It was late and we were mentally and physically exhausted from the trauma of the day, so we tried to rest. In a sleepy haze, we became conscious of a tapping on the window. We stumbled to peer out to see the 'A-Team' below, beaming with pride. There he was, the Spurs fan, with our valuables lofted above his head. The excitement and relief was epic and it remains one of the best feelings I’ve had. Even better that it was shared with my mate, even better still that it was mainly his stuff not mine. Almost needless to say; we had a great day. We bought a couple of bottles of terrible Whisky, but it didn't matter, we spent the day being chauffuered to lookouts where we partied with the group, all of us overjoyed. We danced and sang and laid plans for our now longer stay in the region. But it wouldn't be India without a steamy ending, and sadly we spent the next few days squatting with Pizza poisoning.
We were nearing the end of our summer stage cycling across ten countries in Europe when we entered Greece at the Dojran lakeside border with Macedonia, or the Former Yugoslav Republic of Macedonia (FYROM) as Greeks know it.
There were two goals in mind for touring this country:
1. Allowing time for celebration at Niamh's end point in Thessaloniki.
2. Meeting my folks at the border with Turkey in 10 days time.
The land quickly turned parched again after slipping away from the lake, and the punctures came think and fast. We were pushing ourselves to get to Thessaloniki, not because we needed to for time, but because the prize was in sight and we would be able to enjoy our extra effort even more when we arrived. We sure did. The Whisky and Craft Beers tasted even sweeter, knowing that we had managed to get from northwestern Italy to here ahead of schedule. We enjoyed some retail therapy and acted like we were on holiday, on a holiday for a few days. We even splashed out on a hotel with a pool and some treatments that scraped the remnants of abuse off our feet.
It was soon time for Niamh to fly home to Ireland, so I dashed out on my bike earlier than normal to avoid the inevitable awkward dragged-out goodbye. Except that back-fired when we realised that I had somehow packed her lovely new blue leather jacket, so I had to divert to the airport. We are both rubbish at parting, so I barely stopped for an embrace, rolling through the airport terminal fully loaded and out again in seconds.
I tried to make up for the unusual start to the day by pushing hard to get up and over the three fingered peninsular that the city is positioned to the southwest of. I spent the rest of the morning panting, as I rounded a bend to find another hill, constantly maneuvering across the road seeking shade from the blistering sun. I quickly discovered that Greek dogs do not like cyclists one bit. Each village had packs loitering on abandoned plots; no doubt the leftovers of the financial crisis, which had hit over-extended Greek's particularly hard. It was almost enough to ruin my cheap coffee and cake breaks for goodness sake. I dealt with them in the same way I always had - sprint away and scream. I later learned a better tactic in Georgia years afterwards (see Georgia chapter).

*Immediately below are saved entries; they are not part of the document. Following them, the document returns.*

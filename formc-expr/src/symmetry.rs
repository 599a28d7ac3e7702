use std::collections::BTreeMap;

/// A mapping from the components of a tensor to the canonical component holding the same value.
///
/// Components without an entry are their own canonical component.
#[derive(Clone, Debug, Default, PartialEq, Eq, Hash)]
pub struct Symmetry {
    map: BTreeMap<Vec<usize>, Vec<usize>>,
}

impl Symmetry {
    /// Creates an empty symmetry, where every component is canonical.
    pub fn new() -> Self {
        Self::default()
    }

    /// Creates the symmetry of a symmetric `dim` by `dim` tensor, mapping `(j, i)` to `(i, j)`
    /// for `i < j`.
    pub fn symmetric(dim: usize) -> Self {
        let mut symmetry = Self::new();
        for i in 0..dim {
            for j in i + 1..dim {
                symmetry.insert(vec![j, i], vec![i, j]);
            }
        }
        symmetry
    }

    /// Declares `component` to hold the same value as `canonical`.
    pub fn insert(&mut self, component: Vec<usize>, canonical: Vec<usize>) {
        self.map.insert(component, canonical);
    }

    /// Returns the canonical component for the given component.
    pub fn canonical(&self, component: &[usize]) -> Vec<usize> {
        self.map
            .get(component)
            .cloned()
            .unwrap_or_else(|| component.to_vec())
    }

    /// Returns true if no component is mapped.
    pub fn is_empty(&self) -> bool {
        self.map.is_empty()
    }
}
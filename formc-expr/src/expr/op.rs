use crate::{index::Index, terminal::Terminal};
use std::fmt;

/// An elementary math function of one scalar argument.
#[derive(Debug, Clone, Copy, PartialEq, Eq, Hash)]
pub enum MathFunction {
    Sqrt,
    Exp,
    Ln,
    Sin,
    Cos,
    Tan,
    Asin,
    Acos,
    Atan,
    Sinh,
    Cosh,
    Tanh,
    Erf,
}

impl MathFunction {
    /// Returns the name of the function.
    pub fn name(&self) -> &'static str {
        match self {
            Self::Sqrt => "sqrt",
            Self::Exp => "exp",
            Self::Ln => "ln",
            Self::Sin => "sin",
            Self::Cos => "cos",
            Self::Tan => "tan",
            Self::Asin => "asin",
            Self::Acos => "acos",
            Self::Atan => "atan",
            Self::Sinh => "sinh",
            Self::Cosh => "cosh",
            Self::Tanh => "tanh",
            Self::Erf => "erf",
        }
    }
}

/// A boolean-valued comparison or connective.
#[derive(Debug, Clone, Copy, PartialEq, Eq, Hash)]
pub enum ConditionKind {
    Lt,
    Le,
    Gt,
    Ge,
    Eq,
    Ne,
    And,
    Or,
    Not,
}

impl ConditionKind {
    /// Returns the symbol of the condition.
    pub fn symbol(&self) -> &'static str {
        match self {
            Self::Lt => "<",
            Self::Le => "<=",
            Self::Gt => ">",
            Self::Ge => ">=",
            Self::Eq => "==",
            Self::Ne => "!=",
            Self::And => "&&",
            Self::Or => "||",
            Self::Not => "!",
        }
    }
}

/// The side of an interior facet a restricted value is taken from.
#[derive(Debug, Clone, Copy, PartialEq, Eq, Hash)]
pub enum Side {
    Plus,
    Minus,
}

impl fmt::Display for Side {
    fn fmt(&self, f: &mut fmt::Formatter<'_>) -> fmt::Result {
        match self {
            Self::Plus => write!(f, "'+'"),
            Self::Minus => write!(f, "'-'"),
        }
    }
}

/// The operator of an expression node, with any parameters that are not operands.
#[derive(Debug, Clone, PartialEq, Eq, Hash)]
pub enum Op {
    /// A terminal value.
    Terminal(Terminal),

    /// A multi-index used by indexing, index sums and component tensors. Carries no value.
    MultiIndex(Vec<Index>),

    /// A label naming a [`Op::Variable`]. Carries no value.
    Label(usize),

    /// `A[mi]`: operands are the indexed tensor and a multi-index.
    Indexed,

    /// The spatial gradient in the given geometric dimension.
    Grad(usize),

    /// The value restricted to one side of an interior facet.
    Restricted(Side),

    /// The reference-cell value of a mapped function.
    ReferenceValue,

    /// The cell average of a value.
    CellAvg,

    /// The facet average of a value.
    FacetAvg,

    Sum,
    Product,
    Division,
    Power,
    Math(MathFunction),
    Abs,
    Conj,
    Real,
    Imag,
    Condition(ConditionKind),

    /// `c ? t : f`: operands are the condition and both branches.
    Conditional,

    /// Sum over one free index: operands are the summand and a one-entry multi-index.
    IndexSum,

    /// Binds free indices of a scalar as tensor axes: operands are the scalar and a multi-index.
    ComponentTensor,

    /// A tensor whose first axis lists the operands.
    ListTensor,

    /// A labeled expression: operands are the expression and its label.
    Variable,
}

/// The tag of an [`Op`], without its parameters.
#[derive(Debug, Clone, Copy, PartialEq, Eq, Hash)]
pub enum Kind {
    Terminal,
    MultiIndex,
    Label,
    Indexed,
    Grad,
    Restricted,
    ReferenceValue,
    CellAvg,
    FacetAvg,
    Sum,
    Product,
    Division,
    Power,
    Math,
    Abs,
    Conj,
    Real,
    Imag,
    Condition,
    Conditional,
    IndexSum,
    ComponentTensor,
    ListTensor,
    Variable,
}

impl Op {
    /// Returns the tag of this operator.
    pub fn kind(&self) -> Kind {
        match self {
            Self::Terminal(_) => Kind::Terminal,
            Self::MultiIndex(_) => Kind::MultiIndex,
            Self::Label(_) => Kind::Label,
            Self::Indexed => Kind::Indexed,
            Self::Grad(_) => Kind::Grad,
            Self::Restricted(_) => Kind::Restricted,
            Self::ReferenceValue => Kind::ReferenceValue,
            Self::CellAvg => Kind::CellAvg,
            Self::FacetAvg => Kind::FacetAvg,
            Self::Sum => Kind::Sum,
            Self::Product => Kind::Product,
            Self::Division => Kind::Division,
            Self::Power => Kind::Power,
            Self::Math(_) => Kind::Math,
            Self::Abs => Kind::Abs,
            Self::Conj => Kind::Conj,
            Self::Real => Kind::Real,
            Self::Imag => Kind::Imag,
            Self::Condition(_) => Kind::Condition,
            Self::Conditional => Kind::Conditional,
            Self::IndexSum => Kind::IndexSum,
            Self::ComponentTensor => Kind::ComponentTensor,
            Self::ListTensor => Kind::ListTensor,
            Self::Variable => Kind::Variable,
        }
    }

    /// Returns a short name of the operator, used in error messages.
    pub fn name(&self) -> &'static str {
        match self {
            Self::Terminal(_) => "terminal",
            Self::MultiIndex(_) => "multi-index",
            Self::Label(_) => "label",
            Self::Indexed => "[]",
            Self::Grad(_) => "grad",
            Self::Restricted(_) => "restricted",
            Self::ReferenceValue => "reference_value",
            Self::CellAvg => "cell_avg",
            Self::FacetAvg => "facet_avg",
            Self::Sum => "+",
            Self::Product => "*",
            Self::Division => "/",
            Self::Power => "^",
            Self::Math(func) => func.name(),
            Self::Abs => "abs",
            Self::Conj => "conj",
            Self::Real => "real",
            Self::Imag => "imag",
            Self::Condition(kind) => kind.symbol(),
            Self::Conditional => "?:",
            Self::IndexSum => "index_sum",
            Self::ComponentTensor => "as_tensor",
            Self::ListTensor => "list_tensor",
            Self::Variable => "variable",
        }
    }

    /// Returns true if the operator is a terminal modifier: a wrapper around a terminal that does
    /// not branch.
    pub fn is_terminal_modifier(&self) -> bool {
        matches!(
            self,
            Self::Indexed
                | Self::Grad(_)
                | Self::Restricted(_)
                | Self::ReferenceValue
                | Self::CellAvg
                | Self::FacetAvg
        )
    }
}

I finally made it to the other side of the peninsula just before sunset, which I settled down to watch on the balcony of a bargain guesthouse, hosted by someone who really cared about her guests. Stavros was a lovely spot and I enjoyed relaxing there for a moment or two. That was until I heard that Niamh’s flight had been delayed, meaning that her connecting flight back to Ireland had gone without her. She was still in Greece; her bike was nowhere to be seen. Neither of us had internet access, but I was kindly given permission to use the hosts computer, who could see the look of concern on my face, so didn't need to speak to communicate. I managed to book another flight but only for the next day with another stop in London. I finally got the message to Niamh before midnight, but she had been stuck at the airport all day with no idea what she could do. It must have been horrible, especially as her bike had disappeared.
Amazingly, a week later her trusty steed arrived at her home, almost unscathed. I'm writing this because the idea of flying with a bike puts some people off of touring. I understand the concern and the hassle that goes into dismantling and re-assembling for packing into a box. But after doing this dozens of times now, when the bikes finally arrive, there is normally no major damage. Airlines usually follow through on delivering to an address if they do not get the bike on the planned flight, and with plenty of 'Fragile' labels, and cunning box choices (TV boxes are best), they handle them with some degree of care. We have recently invested in proper bike bags, with re-enforcement and locks. These are proving to be great, but of course are no use if you are cycling onwards from an airport. You can't carry the bags and they are far too expensive to throw away. In summary - believe that people will care and be patient.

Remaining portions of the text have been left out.